The CCURF has wider applications for humanitarian, international and community development organisations, especially child-rights organisations. As a framework, the CCURF helps explain city systems and the intersection with people, especially children. Its development is a collaborative partnership between like-minded organisations and the framework is an example of systems that put children at the centre of program design and implementation.

Application in the future

In Indonesia and the Philippines, Plan International is using the CCURF in conjunction with participatory-action-research approaches to include children in designing solutions. The CCURF will also be used to support capacity building of local governments in The Philippines to increase youth agency and participation in urban planning and governance activities.

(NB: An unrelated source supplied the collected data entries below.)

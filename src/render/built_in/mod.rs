//! Procedural unit meshes every scene object is built from.

use std::{collections::HashMap, ops::Range};

use anyhow::{anyhow, Result};
use log::debug;
use wgpu::{Device, VertexBufferLayout};

use crate::scene::draw::{Shape, ShapePart};

use super::mesh::{vertex_buffer_layout, Mesh, MeshBind, MeshBindBuilder};

pub mod cube;
pub mod cylinder;
pub mod plane;
pub mod sphere;
pub mod torus;

#[repr(C)]
#[derive(Debug, Copy, Clone, PartialEq, bytemuck::Pod, bytemuck::Zeroable, Default)]
pub struct ShapeVertex {
    pub position: [f32; 3],
    pub normal: [f32; 3],
    pub tex_coords: [f32; 2],
}

impl ShapeVertex {
    pub fn desc() -> VertexBufferLayout<'static> {
        vertex_buffer_layout!(ShapeVertex; Vertex; struct {
            0; position; Float32x3,
            1; normal; Float32x3,
            2; tex_coords; Float32x2,
        })
    }
}

/// CPU side of a primitive: vertices, indices, and the index range of
/// every part that can be drawn on its own.
#[derive(Clone, Debug, Default)]
pub struct Geometry {
    pub mesh: Mesh<ShapeVertex>,
    pub parts: Vec<(ShapePart, Range<u32>)>,
}

impl Geometry {
    pub fn for_shape(shape: Shape) -> Geometry {
        match shape {
            Shape::Box => cube::geometry(),
            Shape::Plane => plane::geometry(),
            Shape::Cylinder => cylinder::geometry(1.0, 1.0),
            Shape::TaperedCylinder => cylinder::geometry(1.0, 0.5),
            Shape::Torus => torus::geometry(),
            Shape::Sphere => sphere::geometry(),
        }
    }

    pub fn vertex(&mut self, position: [f32; 3], normal: [f32; 3], tex_coords: [f32; 2]) -> u16 {
        let index = self.mesh.vertices.len() as u16;
        self.mesh.vertices.push(ShapeVertex {
            position,
            normal,
            tex_coords,
        });
        index
    }

    pub fn triangle(&mut self, a: u16, b: u16, c: u16) {
        self.mesh.indices.extend_from_slice(&[a, b, c]);
    }

    /// Indices pushed inside `build` become `part`.
    pub fn part(&mut self, part: ShapePart, build: impl FnOnce(&mut Geometry)) {
        let start = self.mesh.indices.len() as u32;
        build(self);
        let end = self.mesh.indices.len() as u32;
        self.parts.push((part, start..end));
    }

    pub fn part_range(&self, part: ShapePart) -> Option<Range<u32>> {
        self.parts
            .iter()
            .find(|(p, _)| *p == part)
            .map(|(_, r)| r.clone())
    }

    pub fn triangles(&self, range: Range<u32>) -> impl Iterator<Item = [&ShapeVertex; 3]> + '_ {
        self.mesh.indices[range.start as usize..range.end as usize]
            .chunks_exact(3)
            .map(|t| {
                [
                    &self.mesh.vertices[t[0] as usize],
                    &self.mesh.vertices[t[1] as usize],
                    &self.mesh.vertices[t[2] as usize],
                ]
            })
    }
}

#[derive(Debug)]
pub struct ShapeMesh {
    pub bind: MeshBind,
    pub parts: Vec<(ShapePart, Range<u32>)>,
}

/// Uploaded primitives, one GPU mesh per [`Shape`].
#[derive(Debug, Default)]
pub struct ShapeMeshes {
    meshes: HashMap<Shape, ShapeMesh>,
}

impl ShapeMeshes {
    pub fn load_mesh(&mut self, device: &Device, shape: Shape) -> Result<()> {
        if self.meshes.contains_key(&shape) {
            return Ok(());
        }
        let geometry = Geometry::for_shape(shape);
        let label = format!("{:?}", shape);
        let bind = {
            let mut builder = MeshBindBuilder::default();
            builder
                .set_device(device)
                .set_label(&label)
                .set_mesh(&geometry.mesh);
            builder.build()?
        };
        debug!(
            "{:?} mesh: {} vertices, {} indices",
            shape,
            geometry.mesh.vertices.len(),
            geometry.mesh.indices.len()
        );
        self.meshes.insert(
            shape,
            ShapeMesh {
                bind,
                parts: geometry.parts,
            },
        );
        Ok(())
    }

    pub fn get(&self, shape: Shape) -> Result<&ShapeMesh> {
        self.meshes
            .get(&shape)
            .ok_or_else(|| anyhow!("{:?} mesh was never loaded", shape))
    }
}

#[cfg(test)]
pub(crate) mod test_util {
    use nalgebra::Vector3;

    use super::*;

    /// Face normal from the winding order.
    pub fn winding_normal(t: [&ShapeVertex; 3]) -> Vector3<f32> {
        let a = Vector3::from(t[0].position);
        let b = Vector3::from(t[1].position);
        let c = Vector3::from(t[2].position);
        (b - a).cross(&(c - a))
    }

    pub fn assert_parts_cover_indices(g: &Geometry) {
        let mut covered = 0;
        for (_, range) in &g.parts {
            assert_eq!(range.start, covered);
            assert_eq!((range.end - range.start) % 3, 0);
            covered = range.end;
        }
        assert_eq!(covered as usize, g.mesh.indices.len());
        assert!(g
            .mesh
            .indices
            .iter()
            .all(|&i| (i as usize) < g.mesh.vertices.len()));
    }

    pub fn assert_unit_normals(g: &Geometry) {
        for v in &g.mesh.vertices {
            let n = Vector3::from(v.normal).norm();
            assert!((n - 1.0).abs() < 1e-4, "normal length {}", n);
        }
    }
}

#[cfg(test)]
mod tests {
    use super::*;

    #[test]
    fn every_shape_has_parts() {
        for shape in Shape::ALL {
            let g = Geometry::for_shape(shape);
            assert!(!g.parts.is_empty(), "{:?}", shape);
            test_util::assert_parts_cover_indices(&g);
            test_util::assert_unit_normals(&g);
        }
    }

    #[test]
    fn vertex_layout() {
        let layout = ShapeVertex::desc();
        assert_eq!(layout.array_stride, 32);
        let offsets: Vec<_> = layout.attributes.iter().map(|a| a.offset).collect();
        assert_eq!(offsets, vec![0, 12, 24]);
    }
}
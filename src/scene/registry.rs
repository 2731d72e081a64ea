use anyhow::*;
use log::debug;
use nalgebra::Vector3;

/// Number of texture slots the shader side can address.
pub const MAX_TEXTURES: usize = 16;

#[derive(Debug)]
pub struct TextureEntry<T> {
    pub tag: String,
    pub handle: T,
}

/// Fixed-capacity tag -> texture table. The slot of an entry is its
/// insertion index.
#[derive(Debug)]
pub struct TextureRegistry<T> {
    entries: Vec<TextureEntry<T>>,
}

impl<T> Default for TextureRegistry<T> {
    fn default() -> Self {
        Self {
            entries: Vec::with_capacity(MAX_TEXTURES),
        }
    }
}

impl<T> TextureRegistry<T> {
    pub fn register(&mut self, tag: impl Into<String>, handle: T) -> Result<usize> {
        let tag = tag.into();
        if self.entries.len() >= MAX_TEXTURES {
            bail!("no free texture slot for {:?}, all {} in use", tag, MAX_TEXTURES);
        }
        let slot = self.entries.len();
        debug!("texture {:?} -> slot {}", tag, slot);
        self.entries.push(TextureEntry { tag, handle });
        Ok(slot)
    }

    pub fn find_texture_id(&self, tag: &str) -> Option<&T> {
        self.entries.iter().find(|e| e.tag == tag).map(|e| &e.handle)
    }

    pub fn find_texture_slot(&self, tag: &str) -> Option<usize> {
        self.entries.iter().position(|e| e.tag == tag)
    }

    pub fn iter(&self) -> impl Iterator<Item = &TextureEntry<T>> {
        self.entries.iter()
    }

    pub fn len(&self) -> usize {
        self.entries.len()
    }

    pub fn is_empty(&self) -> bool {
        self.entries.is_empty()
    }

    /// Drops every handle and frees all slots.
    pub fn destroy_textures(&mut self) {
        self.entries.clear();
    }
}

/// Resolves a texture tag to the slot the draw should sample from.
pub trait TextureLookup {
    fn find_texture_slot(&self, tag: &str) -> Option<usize>;
}

impl<T> TextureLookup for TextureRegistry<T> {
    fn find_texture_slot(&self, tag: &str) -> Option<usize> {
        TextureRegistry::find_texture_slot(self, tag)
    }
}

#[derive(Clone, Debug, PartialEq)]
pub struct ObjectMaterial {
    pub tag: String,
    pub diffuse_color: Vector3<f32>,
    pub specular_color: Vector3<f32>,
    pub shininess: f32,
}

impl ObjectMaterial {
    pub fn new(tag: &str, diffuse: [f32; 3], specular: [f32; 3], shininess: f32) -> Self {
        Self {
            tag: tag.to_owned(),
            diffuse_color: diffuse.into(),
            specular_color: specular.into(),
            shininess,
        }
    }
}

#[derive(Debug, Default)]
pub struct MaterialRegistry {
    materials: Vec<ObjectMaterial>,
}

impl MaterialRegistry {
    pub fn define(&mut self, material: ObjectMaterial) {
        self.materials.push(material);
    }

    pub fn find_material(&self, tag: &str) -> Option<&ObjectMaterial> {
        self.materials.iter().find(|m| m.tag == tag)
    }

    pub fn iter(&self) -> impl Iterator<Item = &ObjectMaterial> {
        self.materials.iter()
    }

    pub fn len(&self) -> usize {
        self.materials.len()
    }

    pub fn is_empty(&self) -> bool {
        self.materials.is_empty()
    }
}

#[cfg(test)]
mod tests {
    use super::*;

    #[test]
    fn slots_follow_insertion_order() {
        let mut reg = TextureRegistry::default();
        assert_eq!(reg.register("cup", 10u32).unwrap(), 0);
        assert_eq!(reg.register("wall", 11).unwrap(), 1);
        assert_eq!(reg.find_texture_slot("wall"), Some(1));
        assert_eq!(reg.find_texture_id("cup"), Some(&10));
        assert_eq!(reg.find_texture_slot("floor"), None);
        assert_eq!(reg.find_texture_id("floor"), None);
    }

    #[test]
    fn duplicate_tag_resolves_to_first() {
        let mut reg = TextureRegistry::default();
        reg.register("wood", 1u32).unwrap();
        reg.register("wood", 2).unwrap();
        assert_eq!(reg.find_texture_slot("wood"), Some(0));
        assert_eq!(reg.find_texture_id("wood"), Some(&1));
    }

    #[test]
    fn capacity_is_enforced() {
        let mut reg = TextureRegistry::default();
        for i in 0..MAX_TEXTURES {
            reg.register(format!("t{}", i), i).unwrap();
        }
        assert!(reg.register("one-too-many", 99).is_err());
        assert_eq!(reg.len(), MAX_TEXTURES);

        reg.destroy_textures();
        assert!(reg.is_empty());
        assert_eq!(reg.register("again", 0).unwrap(), 0);
    }

    #[test]
    fn material_lookup_is_exact() {
        let mut reg = MaterialRegistry::default();
        reg.define(ObjectMaterial::new("wood", [1.0; 3], [0.1; 3], 5.0));
        reg.define(ObjectMaterial::new("woodFloor", [1.0; 3], [0.1; 3], 0.2));
        assert_eq!(reg.find_material("woodFloor").map(|m| m.shininess), Some(0.2));
        assert_eq!(reg.find_material("wood").map(|m| m.shininess), Some(5.0));
        assert!(reg.find_material("Wood").is_none());
        assert!(MaterialRegistry::default().find_material("wood").is_none());
    }
}
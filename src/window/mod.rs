use std::{sync::Arc, time::Instant};

use anyhow::Result;
use log::{error, info, warn};
use winit::{
    dpi::PhysicalSize,
    event::*,
    event_loop::{ControlFlow, EventLoop},
    keyboard::KeyCode,
    window::{CursorGrabMode, Window, WindowBuilder},
};

use crate::{
    config::{CameraConfig, Config},
    render::{camera::Camera, RenderState},
    scene::SceneManager,
};

pub mod input;
pub use input::*;

pub async fn run(config: Config) -> Result<()> {
    let event_loop = EventLoop::new()?;
    let window = Arc::new(
        WindowBuilder::new()
            .with_title(&config.window.title)
            .with_inner_size(PhysicalSize::new(config.window.width, config.window.height))
            .build(&event_loop)?,
    );
    grab_cursor(&window);

    let mut camera = create_camera(&window, &config.camera);
    let mut render = RenderState::init(window.clone(), &config.assets.shader).await?;
    let mut scene = SceneManager::default();
    scene.prepare_scene(&mut render, &config.assets)?;
    info!("{} draws ready", render.draw_count());

    let camera_config = config.camera;
    let mut move_speed = camera_config.move_speed;
    let mut input = Input::default();
    let mut input_action = InputAction::default();
    let mut last_time = Instant::now();

    event_loop.set_control_flow(ControlFlow::Poll);
    event_loop.run(move |event, target| {
        input.handle_event(&event);
        match event {
            Event::WindowEvent { event, .. } => match event {
                WindowEvent::CloseRequested => target.exit(),
                WindowEvent::Resized(size) => {
                    if size.width > 0 && size.height > 0 {
                        render.resize(size.width, size.height);
                        camera.set_aspect(size.width, size.height);
                    }
                }
                WindowEvent::RedrawRequested => {
                    if let Err(err) = render.redraw(&camera) {
                        error!("{:?}", err);
                        target.exit();
                    }
                }
                _ => {}
            },
            Event::AboutToWait => {
                let now = Instant::now();
                let dt = now.duration_since(last_time).as_secs_f32();
                last_time = now;

                if input.is_just_pressed(KeyCode::Escape) {
                    target.exit();
                }
                input_action.update(&input);

                let wheel = input.get_mouse_delta_wheel().y;
                if wheel != 0.0 {
                    move_speed = (move_speed + wheel * camera_config.scroll_step)
                        .clamp(camera_config.min_move_speed, camera_config.max_move_speed);
                }
                let dpos = dt * move_speed * input_action.get_move();
                camera.translate_local(&dpos);
                let dmouse = input.get_mouse_delta_pos();
                camera.turn(dmouse.x, dmouse.y, camera_config.mouse_sensitivity);
                if let Some(projection) = input_action.get_projection() {
                    camera.set_projection(projection);
                }
                camera.calculate();

                input.end_frame();
                window.request_redraw();
            }
            Event::LoopExiting => render.textures.destroy_textures(),
            _ => {}
        }
    })?;
    Ok(())
}

fn grab_cursor(window: &Window) {
    let grabbed = window
        .set_cursor_grab(CursorGrabMode::Confined)
        .or_else(|_| window.set_cursor_grab(CursorGrabMode::Locked));
    match grabbed {
        Ok(()) => window.set_cursor_visible(false),
        Err(err) => warn!("could not grab the cursor: {}", err),
    }
}

fn create_camera(window: &Window, config: &CameraConfig) -> Camera {
    let size = window.inner_size();
    let aspect = size.width.max(1) as f32 / size.height.max(1) as f32;
    Camera::from_config(config, aspect)
}
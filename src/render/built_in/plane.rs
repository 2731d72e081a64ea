use crate::scene::draw::ShapePart;

use super::Geometry;

/// Square on the XZ plane from -1 to 1, facing +Y.
pub fn geometry() -> Geometry {
    let mut g = Geometry::default();
    g.part(ShapePart::Body, |g| {
        let up = [0.0, 1.0, 0.0];
        let a = g.vertex([-1.0, 0.0, 1.0], up, [0.0, 0.0]);
        let b = g.vertex([1.0, 0.0, 1.0], up, [1.0, 0.0]);
        let c = g.vertex([1.0, 0.0, -1.0], up, [1.0, 1.0]);
        let d = g.vertex([-1.0, 0.0, -1.0], up, [0.0, 1.0]);
        g.triangle(a, b, c);
        g.triangle(c, d, a);
    });
    g
}

#[cfg(test)]
mod tests {
    use super::super::test_util::*;
    use super::*;

    #[test]
    fn faces_up() {
        let g = geometry();
        assert_eq!(g.mesh.indices.len(), 6);
        let range = g.part_range(ShapePart::Body).unwrap();
        for t in g.triangles(range) {
            let n = winding_normal(t);
            assert!(n.y > 0.0 && n.x == 0.0 && n.z == 0.0);
        }
        assert!(g.mesh.vertices.iter().all(|v| v.position[1] == 0.0));
    }
}
use std::{fs, io::ErrorKind, path::Path};

use anyhow::{Context, Result};
use log::info;
use serde::Deserialize;

pub const DEFAULT_CONFIG_PATH: &str = "still_life.toml";

#[derive(Clone, Debug, Default, PartialEq, Deserialize)]
#[serde(default)]
pub struct Config {
    pub window: WindowConfig,
    pub assets: AssetConfig,
    pub camera: CameraConfig,
}

#[derive(Clone, Debug, PartialEq, Deserialize)]
#[serde(default)]
pub struct WindowConfig {
    pub title: String,
    pub width: u32,
    pub height: u32,
}

impl Default for WindowConfig {
    fn default() -> Self {
        Self {
            title: "Still Life".to_owned(),
            width: 1000,
            height: 800,
        }
    }
}

#[derive(Clone, Debug, PartialEq, Deserialize)]
#[serde(default)]
pub struct AssetConfig {
    pub texture_dir: String,
    pub shader: String,
}

impl Default for AssetConfig {
    fn default() -> Self {
        Self {
            texture_dir: "textures".to_owned(),
            shader: "shader/scene.wgsl".to_owned(),
        }
    }
}

#[derive(Clone, Debug, PartialEq, Deserialize)]
#[serde(default)]
pub struct CameraConfig {
    pub position: [f32; 3],
    /// Degrees, -90 looks down -Z.
    pub yaw: f32,
    pub pitch: f32,
    pub fovy: f32,
    pub znear: f32,
    pub zfar: f32,
    /// Half height of the view volume in orthographic mode.
    pub ortho_height: f32,
    pub move_speed: f32,
    pub min_move_speed: f32,
    pub max_move_speed: f32,
    /// Speed change per scroll wheel line.
    pub scroll_step: f32,
    /// Degrees per pixel of mouse motion.
    pub mouse_sensitivity: f32,
}

impl Default for CameraConfig {
    fn default() -> Self {
        Self {
            position: [0.5, 5.5, 10.0],
            yaw: -90.0,
            pitch: -14.0,
            fovy: 45.0,
            znear: 0.1,
            zfar: 100.0,
            ortho_height: 5.0,
            move_speed: 2.5,
            min_move_speed: 0.5,
            max_move_speed: 20.0,
            scroll_step: 0.5,
            mouse_sensitivity: 0.1,
        }
    }
}

impl Config {
    pub fn from_toml(contents: &str) -> Result<Self> {
        toml::from_str(contents).context("failed to parse config")
    }

    /// Reads `path`, or returns the defaults when the file does not exist.
    pub fn load(path: impl AsRef<Path>) -> Result<Self> {
        let path = path.as_ref();
        match fs::read_to_string(path) {
            Ok(contents) => {
                info!("config loaded from {}", path.display());
                Self::from_toml(&contents).with_context(|| format!("in {}", path.display()))
            }
            Err(err) if err.kind() == ErrorKind::NotFound => {
                info!("no config at {}, using defaults", path.display());
                Ok(Self::default())
            }
            Err(err) => {
                Err(err).with_context(|| format!("failed to read config {}", path.display()))
            }
        }
    }

    /// First CLI argument, else [`DEFAULT_CONFIG_PATH`].
    pub fn from_args() -> Result<Self> {
        let path = std::env::args()
            .nth(1)
            .unwrap_or_else(|| DEFAULT_CONFIG_PATH.to_owned());
        Self::load(path)
    }
}

#[cfg(test)]
mod tests {
    use super::*;

    #[test]
    fn empty_file_gives_defaults() {
        assert_eq!(Config::from_toml("").unwrap(), Config::default());
    }

    #[test]
    fn partial_sections_keep_other_defaults() {
        let config = Config::from_toml(
            r#"
            [window]
            width = 1280

            [camera]
            position = [0.0, 2.0, 4.0]
            move_speed = 5.0
            "#,
        )
        .unwrap();
        assert_eq!(config.window.width, 1280);
        assert_eq!(config.window.height, 800);
        assert_eq!(config.window.title, "Still Life");
        assert_eq!(config.camera.position, [0.0, 2.0, 4.0]);
        assert_eq!(config.camera.move_speed, 5.0);
        assert_eq!(config.camera.fovy, 45.0);
        assert_eq!(config.assets, AssetConfig::default());
    }

    #[test]
    fn bad_types_are_rejected() {
        assert!(Config::from_toml("[window]\nwidth = \"wide\"").is_err());
    }

    #[test]
    fn missing_file_uses_defaults() {
        let config = Config::load("definitely/not/here/still_life.toml").unwrap();
        assert_eq!(config, Config::default());
    }
}
pub mod config;
pub mod render;
pub mod scene;
pub mod utils;
pub mod window;
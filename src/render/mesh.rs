use anyhow::Result;
use wgpu::{
    util::{BufferInitDescriptor, DeviceExt},
    *,
};

use crate::utils::{builder_set_fn, required};

use super::label::*;

/// Vertex attribute array for a `#[repr(C)]` struct, offsets taken with
/// `memoffset`.
macro_rules! field_desc {
    ($t:ty ; struct { $( $sloc:expr; $field:ident ; $format:ident,)+ }) => {
        vec![$(
            wgpu::VertexAttribute {
                format: wgpu::VertexFormat::$format,
                offset: memoffset::offset_of!($t, $field) as wgpu::BufferAddress,
                shader_location: $sloc,
            }
        ),+]
    };
}

/// `VertexBufferLayout<'static>` whose attributes live in a lazily
/// initialised static.
macro_rules! vertex_buffer_layout {
    ($t:ty; $step_mode:ident; struct { $( $sloc:expr; $field:ident ; $format:ident,)+ }) => {{
        static ATTRS: once_cell::sync::OnceCell<Vec<wgpu::VertexAttribute>> =
            once_cell::sync::OnceCell::new();
        let attrs = ATTRS.get_or_init(|| {
            $crate::render::mesh::field_desc!($t ; struct {$($sloc; $field ; $format,)+})
        });
        wgpu::VertexBufferLayout {
            array_stride: std::mem::size_of::<$t>() as wgpu::BufferAddress,
            step_mode: wgpu::VertexStepMode::$step_mode,
            attributes: &attrs[..],
        }
    }};
}

pub(crate) use field_desc;
pub(crate) use vertex_buffer_layout;

#[derive(Clone, Debug, Default)]
pub struct Mesh<V> {
    pub vertices: Vec<V>,
    pub indices: Vec<u16>,
}

#[derive(Debug)]
pub struct MeshBind {
    pub vertex_buffer: Buffer,
    pub index_buffer: Buffer,
    pub index_format: IndexFormat,
}

pub struct MeshBindBuilder<'a, V> {
    device: Option<&'a Device>,
    label: Option<&'a str>,
    mesh: Option<&'a Mesh<V>>,
}

impl<'a, V> Default for MeshBindBuilder<'a, V> {
    fn default() -> Self {
        Self {
            device: None,
            label: None,
            mesh: None,
        }
    }
}

impl<'a, V> MeshBindBuilder<'a, V>
where
    V: bytemuck::Pod,
{
    builder_set_fn!(set_device, device, &'a Device);
    builder_set_fn!(set_label, label, &'a str);
    builder_set_fn!(set_mesh, mesh, &'a Mesh<V>);

    pub fn build(&self) -> Result<MeshBind> {
        let device = required(self.device, "device")?;
        let mesh = required(self.mesh, "mesh")?;

        let vert_label = get_default_label(&self.label, [VERT_ATTR_LABEL, BUFFER_LABEL]);
        let index_label = get_default_label(&self.label, [INDEX_LABEL, BUFFER_LABEL]);
        let vertex_buffer = device.create_buffer_init(&BufferInitDescriptor {
            label: vert_label.as_deref(),
            contents: bytemuck::cast_slice(&mesh.vertices[..]),
            usage: BufferUsages::VERTEX,
        });
        let index_buffer = device.create_buffer_init(&BufferInitDescriptor {
            label: index_label.as_deref(),
            contents: bytemuck::cast_slice(&mesh.indices[..]),
            usage: BufferUsages::INDEX,
        });
        Ok(MeshBind {
            vertex_buffer,
            index_buffer,
            index_format: IndexFormat::Uint16,
        })
    }
}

In the rapidly growing cities of the Australasian and Pacific regions, children remain one of the most vulnerable groups (Brown & Dodman 2014). The CCURF is a useful tool for urban programming by organisations to bring together system-level thinking, child rights, gender-sensitive and strength-based approaches for collaborative and coordinated actions with and for children. As children’s online and ‘on-street’ lives become increasingly intertwined, the CCURF may also support new designs for child protection and safety that reflect this reality. A child-centred approach to urban planning, safety and design helps tackle urban challenges in a holistic and integrated manner. This has all the potential to lead to inclusive, liveable and safer cities that work better for everyone.

 
Footnotes

  1. New Urban Agenda, at: http://habitat3.org/the-new-urban-agenda/.
  2. Brown & Dodman 2014, Understanding children’s risk and agency in urban areas and their implications for child-centred urban disaster risk reduction in Asia. Asian Cities Climate Resilience Working Paper Series 6: 2014. At: http://pubs.iied.org/10652IIED.html.
  3. New Urban Agenda, at: www.cityresilienceindex.org/#/.
  4. The TEN Essentials for Making Cities Resilient, at: www.unisdr.org/campaign/resilientcities/toolkit/article/the-ten-essentials-for-making-cities-resilient.